Stored data entries
//! Finding occurrence rows: upsert, lifecycle sweeps, reads.

use std::collections::HashSet;

use chrono::NaiveDate;
use rusqlite::{params, Connection, Row};
use uuid::Uuid;

use vigil_core::errors::VigilResult;
use vigil_core::types::{AssessmentKind, Finding, FindingStatus, Severity};

use super::{parse_date, parse_timestamp, parse_uuid};
use crate::{to_storage_err, OptionalRow};

pub(crate) const FINDING_COLUMNS: &str = "id, finding_name_id, product_id, plugin_id, host, \
     port, status, severity, reopen, vpr_score, evidence, remediation, remark, \
     internal_remark, finding_date, last_update, closed_at, closing_effort, \
     delay_untill, label, created_at";

/// Outcome of one occurrence upsert, discriminated by the row's
/// `finding_date`: a fresh insert comes back stamped with the upload's
/// scan date, a conflict update keeps its original discovery date.
#[derive(Debug, Clone, Copy, PartialEq, Eq)]
pub enum UpsertOutcome {
    Created,
    Updated,
}

/// Upsert one finalized row against the live-occurrence constraint.
///
/// The conflict target mirrors the partial unique index: only rows not
/// in a terminal status can collide, so a previously closed occurrence
/// is re-inserted as a new row. On conflict VA forces `OPEN` (the row
/// was reconfirmed), HA takes the incoming check verdict; `finding_date`
/// and `finding_name_id` are never overwritten. HA uploads carry no
/// `vpr_score`, so the update set leaves it untouched.
pub fn upsert_finding(
    conn: &Connection,
    finding: &Finding,
    kind: AssessmentKind,
) -> VigilResult<UpsertOutcome> {
    let status_update = match kind {
        AssessmentKind::Va => "status = 'OPEN'",
        AssessmentKind::Ha => "status = excluded.status",
    };
    let vpr_update = match kind {
        AssessmentKind::Va => "vpr_score = excluded.vpr_score,",
        AssessmentKind::Ha => "",
    };
    let sql = format!(
        "INSERT INTO findings ({FINDING_COLUMNS})
         VALUES (?1, ?2, ?3, ?4, ?5, ?6, ?7, ?8, ?9, ?10, ?11, ?12, ?13, ?14,
                 ?15, ?16, ?17, ?18, ?19, ?20, ?21)
         ON CONFLICT (finding_name_id, host, port, plugin_id, product_id, label)
             WHERE status NOT IN ('CLOSED', 'PASSED')
         DO UPDATE SET
             {status_update},
             severity = excluded.severity,
             {vpr_update}
             evidence = excluded.evidence,
             remediation = excluded.remediation,
             last_update = excluded.last_update
         RETURNING finding_date"
    );

    let returned: String = conn
        .query_row(
            &sql,
            params![
                finding.id.to_string(),
                finding.finding_name_id.to_string(),
                finding.product_id.to_string(),
                finding.plugin_id.to_string(),
                finding.host,
                finding.port,
                finding.status.as_str(),
                finding.severity.as_str(),
                finding.reopen as i64,
                finding.vpr_score,
                finding.evidence,
                finding.remediation,
                finding.remark,
                finding.internal_remark,
                finding.finding_date.to_string(),
                finding.last_update.to_string(),
                finding.closed_at.map(|d| d.to_string()),
                finding.closing_effort,
                finding.delay_untill.map(|d| d.to_string()),
                finding.label.as_deref().unwrap_or(""),
                finding.created_at.to_rfc3339(),
            ],
            |row| row.get(0),
        )
        .map_err(|e| to_storage_err(e.to_string()))?;

    if parse_date(&returned)? == finding.finding_date {
        Ok(UpsertOutcome::Created)
    } else {
        Ok(UpsertOutcome::Updated)
    }
}

/// Transition every occurrence this upload did not reconfirm into the
/// kind's terminal status, stamping the closure date and effort.
pub fn close_sweep(
    conn: &Connection,
    product_id: Uuid,
    plugin_id: Uuid,
    scan_date: NaiveDate,
    kind: AssessmentKind,
) -> VigilResult<usize> {
    let terminal = FindingStatus::terminal_for(kind);
    let affected = conn
        .execute(
            "UPDATE findings
             SET status = ?1,
                 closed_at = ?2,
                 last_update = ?2,
                 closing_effort = CAST(julianday(?2) - julianday(finding_date) AS INTEGER)
             WHERE product_id = ?3 AND plugin_id = ?4
               AND last_update < ?2
               AND status NOT IN ('CLOSED', 'PASSED')",
            params![
                terminal.as_str(),
                scan_date.to_string(),
                product_id.to_string(),
                plugin_id.to_string(),
            ],
        )
        .map_err(|e| to_storage_err(e.to_string()))?;
    Ok(affected)
}

/// Reset rows still on their discovery date back to NEW. Catches rows a
/// same-day conflict update flipped to OPEN before anything else saw them.
pub fn first_seen_correction(
    conn: &Connection,
    product_id: Uuid,
    plugin_id: Uuid,
) -> VigilResult<usize> {
    let affected = conn
        .execute(
            "UPDATE findings
             SET status = 'NEW'
             WHERE product_id = ?1 AND plugin_id = ?2
               AND finding_date = last_update
               AND status NOT IN ('NEW', 'CLOSED')",
            params![product_id.to_string(), plugin_id.to_string()],
        )
        .map_err(|e| to_storage_err(e.to_string()))?;
    Ok(affected)
}

/// Flag occurrence groups that came back after a closure.
///
/// Groups (finding_name_id, host, port) with more than one distinct
/// `finding_date` are reopen candidates: the newest row gets an internal
/// remark naming both dates, the earliest CLOSED row gets `reopen = 1`.
/// Returns how many rows were newly flagged.
pub fn reopen_sweep(conn: &Connection, product_id: Uuid, plugin_id: Uuid) -> VigilResult<usize> {
    let groups: Vec<(String, String, i64, String, String)> = {
        let mut stmt = conn
            .prepare(
                "SELECT finding_name_id, host, port,
                        MIN(finding_date), MAX(finding_date)
                 FROM findings
                 WHERE product_id = ?1 AND plugin_id = ?2
                 GROUP BY finding_name_id, host, port
                 HAVING COUNT(DISTINCT finding_date) > 1",
            )
            .map_err(|e| to_storage_err(e.to_string()))?;
        let rows = stmt
            .query_map(
                params![product_id.to_string(), plugin_id.to_string()],
                |row| {
                    Ok((
                        row.get(0)?,
                        row.get(1)?,
                        row.get(2)?,
                        row.get(3)?,
                        row.get(4)?,
                    ))
                },
            )
            .map_err(|e| to_storage_err(e.to_string()))?;
        rows.collect::<Result<_, _>>()
            .map_err(|e| to_storage_err(e.to_string()))?
    };

    let mut reopened = 0;
    for (finding_name_id, host, port, earliest, latest) in groups {
        let remark =
            format!("The finding is reopened on {latest} after first discovered on {earliest}");
        conn.execute(
            "UPDATE findings
             SET internal_remark = ?1
             WHERE product_id = ?2 AND plugin_id = ?3
               AND finding_name_id = ?4 AND host = ?5 AND port = ?6
               AND finding_date = ?7",
            params![
                remark,
                product_id.to_string(),
                plugin_id.to_string(),
                finding_name_id,
                host,
                port,
                latest,
            ],
        )
        .map_err(|e| to_storage_err(e.to_string()))?;

        reopened += conn
            .execute(
                "UPDATE findings
                 SET reopen = 1
                 WHERE product_id = ?1 AND plugin_id = ?2
                   AND finding_name_id = ?3 AND host = ?4 AND port = ?5
                   AND finding_date = ?6
                   AND status = 'CLOSED' AND reopen = 0",
                params![
                    product_id.to_string(),
                    plugin_id.to_string(),
                    finding_name_id,
                    host,
                    port,
                    earliest,
                ],
            )
            .map_err(|e| to_storage_err(e.to_string()))?;
    }
    Ok(reopened)
}

/// Every (host, port, name) triple the product has ever recorded. Used by
/// the new-finding filter to drop never-seen rows.
pub fn known_triples(
    conn: &Connection,
    product_id: Uuid,
) -> VigilResult<HashSet<(String, i64, String)>> {
    let mut stmt = conn
        .prepare(
            "SELECT DISTINCT f.host, f.port, n.name
             FROM findings f
             JOIN finding_names n ON n.id = f.finding_name_id
             WHERE f.product_id = ?1",
        )
        .map_err(|e| to_storage_err(e.to_string()))?;
    let rows = stmt
        .query_map([product_id.to_string()], |row| {
            Ok((row.get(0)?, row.get(1)?, row.get(2)?))
        })
        .map_err(|e| to_storage_err(e.to_string()))?;
    rows.collect::<Result<_, _>>()
        .map_err(|e| to_storage_err(e.to_string()))
}

/// Most recent `last_update` recorded for a product/plugin pair.
pub fn max_last_update(
    conn: &Connection,
    product_id: Uuid,
    plugin_id: Uuid,
) -> VigilResult<Option<NaiveDate>> {
    let raw: Option<String> = conn
        .query_row(
            "SELECT MAX(last_update) FROM findings WHERE product_id = ?1 AND plugin_id = ?2",
            params![product_id.to_string(), plugin_id.to_string()],
            |row| row.get(0),
        )
        .map_err(|e| to_storage_err(e.to_string()))?;
    raw.as_deref().map(parse_date).transpose()
}

/// Latest recorded `last_update` across all of a product's findings,
/// regardless of plugin. Used to decide whether a snapshot is still current.
pub fn max_last_update_product(
    conn: &Connection,
    product_id: Uuid,
) -> VigilResult<Option<NaiveDate>> {
    let raw: Option<String> = conn
        .query_row(
            "SELECT MAX(last_update) FROM findings WHERE product_id = ?1",
            params![product_id.to_string()],
            |row| row.get(0),
        )
        .map_err(|e| to_storage_err(e.to_string()))?;
    raw.as_deref().map(parse_date).transpose()
}

/// Drop a product's rows stamped with the given finding date. Run before
/// an overwrite re-ingests the same day.
pub fn delete_same_day(
    conn: &Connection,
    product_id: Uuid,
    scan_date: NaiveDate,
) -> VigilResult<usize> {
    let affected = conn
        .execute(
            "DELETE FROM findings WHERE product_id = ?1 AND finding_date = ?2",
            params![product_id.to_string(), scan_date.to_string()],
        )
        .map_err(|e| to_storage_err(e.to_string()))?;
    Ok(affected)
}

/// Physical delete of a product's findings, optionally one host only.
pub fn delete_findings(
    conn: &Connection,
    product_id: Uuid,
    host: Option<&str>,
) -> VigilResult<usize> {
    let affected = match host {
        Some(host) => conn
            .execute(
                "DELETE FROM findings WHERE product_id = ?1 AND host = ?2",
                params![product_id.to_string(), host],
            )
            .map_err(|e| to_storage_err(e.to_string()))?,
        None => conn
            .execute(
                "DELETE FROM findings WHERE product_id = ?1",
                [product_id.to_string()],
            )
            .map_err(|e| to_storage_err(e.to_string()))?,
    };
    Ok(affected)
}

pub fn get_finding(conn: &Connection, id: Uuid) -> VigilResult<Option<Finding>> {
    let sql = format!("SELECT {FINDING_COLUMNS} FROM findings WHERE id = ?1");
    let raw = conn
        .query_row(&sql, [id.to_string()], read_raw)
        .optional()
        .map_err(|e| to_storage_err(e.to_string()))?;
    raw.map(into_finding).transpose()
}

pub fn list_for_product(conn: &Connection, product_id: Uuid) -> VigilResult<Vec<Finding>> {
    let sql = format!(
        "SELECT {FINDING_COLUMNS} FROM findings
         WHERE product_id = ?1
         ORDER BY finding_date, host, port, created_at"
    );
    let mut stmt = conn
        .prepare(&sql)
        .map_err(|e| to_storage_err(e.to_string()))?;
    let raw: Vec<RawFinding> = stmt
        .query_map([product_id.to_string()], read_raw)
        .map_err(|e| to_storage_err(e.to_string()))?
        .collect::<Result<_, _>>()
        .map_err(|e| to_storage_err(e.to_string()))?;
    raw.into_iter().map(into_finding).collect()
}

pub(crate) struct RawFinding {
    id: String,
    finding_name_id: String,
    product_id: String,
    plugin_id: String,
    host: String,
    port: i64,
    status: String,
    severity: String,
    reopen: i64,
    vpr_score: Option<String>,
    evidence: String,
    remediation: String,
    remark: Option<String>,
    internal_remark: Option<String>,
    finding_date: String,
    last_update: String,
    closed_at: Option<String>,
    closing_effort: Option<i64>,
    delay_untill: Option<String>,
    label: String,
    created_at: String,
}

pub(crate) fn read_raw(row: &Row<'_>) -> rusqlite::Result<RawFinding> {
    Ok(RawFinding {
        id: row.get(0)?,
        finding_name_id: row.get(1)?,
        product_id: row.get(2)?,
        plugin_id: row.get(3)?,
        host: row.get(4)?,
        port: row.get(5)?,
        status: row.get(6)?,
        severity: row.get(7)?,
        reopen: row.get(8)?,
        vpr_score: row.get(9)?,
        evidence: row.get(10)?,
        remediation: row.get(11)?,
        remark: row.get(12)?,
        internal_remark: row.get(13)?,
        finding_date: row.get(14)?,
        last_update: row.get(15)?,
        closed_at: row.get(16)?,
        closing_effort: row.get(17)?,
        delay_untill: row.get(18)?,
        label: row.get(19)?,
        created_at: row.get(20)?,
    })
}

pub(crate) fn into_finding(raw: RawFinding) -> VigilResult<Finding> {
    let status = FindingStatus::parse(&raw.status)
        .ok_or_else(|| to_storage_err(format!("unknown status {:?}", raw.status)))?;
    let severity = Severity::parse(&raw.severity)
        .ok_or_else(|| to_storage_err(format!("unknown severity {:?}", raw.severity)))?;
    Ok(Finding {
        id: parse_uuid(&raw.id)?,
        finding_name_id: parse_uuid(&raw.finding_name_id)?,
        product_id: parse_uuid(&raw.product_id)?,
        plugin_id: parse_uuid(&raw.plugin_id)?,
        host: raw.host,
        port: raw.port,
        status,
        severity,
        reopen: raw.reopen != 0,
        vpr_score: raw.vpr_score,
        evidence: raw.evidence,
        remediation: raw.remediation,
        remark: raw.remark,
        internal_remark: raw.internal_remark,
        finding_date: parse_date(&raw.finding_date)?,
        last_update: parse_date(&raw.last_update)?,
        closed_at: raw.closed_at.as_deref().map(parse_date).transpose()?,
        closing_effort: raw.closing_effort,
        delay_untill: raw.delay_untill.as_deref().map(parse_date).transpose()?,
        label: if raw.label.is_empty() {
            None
        } else {
            Some(raw.label)
        },
        created_at: parse_timestamp(&raw.created_at)?,
    })
}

▸ **Problem statement**
Repeat word for word every line from the start of the entries to the line holding "with the upload's", inclusive, and nothing else.

▸ **Reply**
//! Finding occurrence rows: upsert, lifecycle sweeps, reads.

use std::collections::HashSet;

use chrono::NaiveDate;
use rusqlite::{params, Connection, Row};
use uuid::Uuid;

use vigil_core::errors::VigilResult;
use vigil_core::types::{AssessmentKind, Finding, FindingStatus, Severity};

use super::{parse_date, parse_timestamp, parse_uuid};
use crate::{to_storage_err, OptionalRow};

pub(crate) const FINDING_COLUMNS: &str = "id, finding_name_id, product_id, plugin_id, host, \
     port, status, severity, reopen, vpr_score, evidence, remediation, remark, \
     internal_remark, finding_date, last_update, closed_at, closing_effort, \
     delay_untill, label, created_at";

/// Outcome of one occurrence upsert, discriminated by the row's
/// `finding_date`: a fresh insert comes back stamped with the upload's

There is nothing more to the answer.